Work required -
In the data below, find the line that contains "async fn select_all(&self)" and the line that contains "async fn delete(&self, id: TaskId)". Copy both, plus every line between them, exactly.

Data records
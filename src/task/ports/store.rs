//! Store port for durable task persistence.

use crate::task::domain::{RecordError, Status, Task, TaskId};
use async_trait::async_trait;
use chrono::{DateTime, Utc};
use std::collections::BTreeSet;
use std::sync::Arc;
use thiserror::Error;

/// Result type for task store operations.
pub type TaskStoreResult<T> = Result<T, TaskStoreError>;

/// Task persistence contract.
///
/// The store is the system of record. Every operation is atomic with respect
/// to the durable medium.
#[async_trait]
pub trait TaskStore: Send + Sync {
    /// Ensures the durable schema exists. Safe to call repeatedly.
    ///
    /// # Errors
    ///
    /// Returns [`TaskStoreError::Unavailable`] when the medium cannot be
    /// opened or created.
    async fn init(&self) -> TaskStoreResult<()>;

    /// Stores a new task.
    ///
    /// # Errors
    ///
    /// Returns [`TaskStoreError::DuplicateId`] when the task ID already
    /// exists.
    async fn insert(&self, task: &Task) -> TaskStoreResult<()>;

    /// Returns every stored task together with rows that failed to decode.
    ///
    /// No ordering is guaranteed.
    async fn select_all(&self) -> TaskStoreResult<LoadedTasks>;

    /// Overwrites the status, update timestamp and closing timestamp of a
    /// task, leaving every other field untouched.
    ///
    /// # Errors
    ///
    /// Returns [`TaskStoreError::NotFound`] when the task does not exist.
    async fn update_status(
        &self,
        id: TaskId,
        status: Status,
        last_updated: DateTime<Utc>,
        completed_at: Option<DateTime<Utc>>,
    ) -> TaskStoreResult<()>;

    /// Removes a task. Removing an absent task succeeds.
    async fn delete(&self, id: TaskId) -> TaskStoreResult<()>;

    /// Returns the distinct category labels currently stored.
    async fn distinct_categories(&self) -> TaskStoreResult<BTreeSet<String>>;
}

/// A stored row that could not be decoded into a task.
#[derive(Debug, Clone, PartialEq, Eq)]
pub struct MalformedRow {
    /// Stored row key, when it could be read.
    pub key: Option<String>,
    /// Decoding failure.
    pub error: RecordError,
}

/// Outcome of reading every stored row.
#[derive(Debug, Clone, Default, PartialEq, Eq)]
pub struct LoadedTasks {
    /// Rows decoded into tasks.
    pub tasks: Vec<Task>,
    /// Rows that failed to decode.
    pub malformed: Vec<MalformedRow>,
}

impl LoadedTasks {
    /// Wraps fully decoded tasks.
    #[must_use]
    pub const fn new(tasks: Vec<Task>) -> Self {
        Self {
            tasks,
            malformed: Vec::new(),
        }
    }
}

/// Errors returned by task store implementations.
#[derive(Debug, Clone, Error)]
pub enum TaskStoreError {
    /// The durable medium cannot be opened or created.
    #[error("storage unavailable: {0}")]
    Unavailable(Arc<dyn std::error::Error + Send + Sync>),

    /// A task with the same identifier already exists.
    #[error("duplicate task identifier: {0}")]
    DuplicateId(TaskId),

    /// The task was not found.
    #[error("task not found: {0}")]
    NotFound(TaskId),

    /// Persistence-layer failure.
    #[error("persistence error: {0}")]
    Persistence(Arc<dyn std::error::Error + Send + Sync>),
}

impl TaskStoreError {
    /// Wraps a failure to open the durable medium.
    pub fn unavailable(err: impl std::error::Error + Send + Sync + 'static) -> Self {
        Self::Unavailable(Arc::new(err))
    }

    /// Wraps a persistence error.
    pub fn persistence(err: impl std::error::Error + Send + Sync + 'static) -> Self {
        Self::Persistence(Arc::new(err))
    }
}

Result for this exercise -
    async fn select_all(&self) -> TaskStoreResult<LoadedTasks>;

    /// Overwrites the status, update timestamp and closing timestamp of a
    /// task, leaving every other field untouched.
    ///
    /// # Errors
    ///
    /// Returns [`TaskStoreError::NotFound`] when the task does not exist.
    async fn update_status(
        &self,
        id: TaskId,
        status: Status,
        last_updated: DateTime<Utc>,
        completed_at: Option<DateTime<Utc>>,
    ) -> TaskStoreResult<()>;

    /// Removes a task. Removing an absent task succeeds.
    async fn delete(&self, id: TaskId) -> TaskStoreResult<()>;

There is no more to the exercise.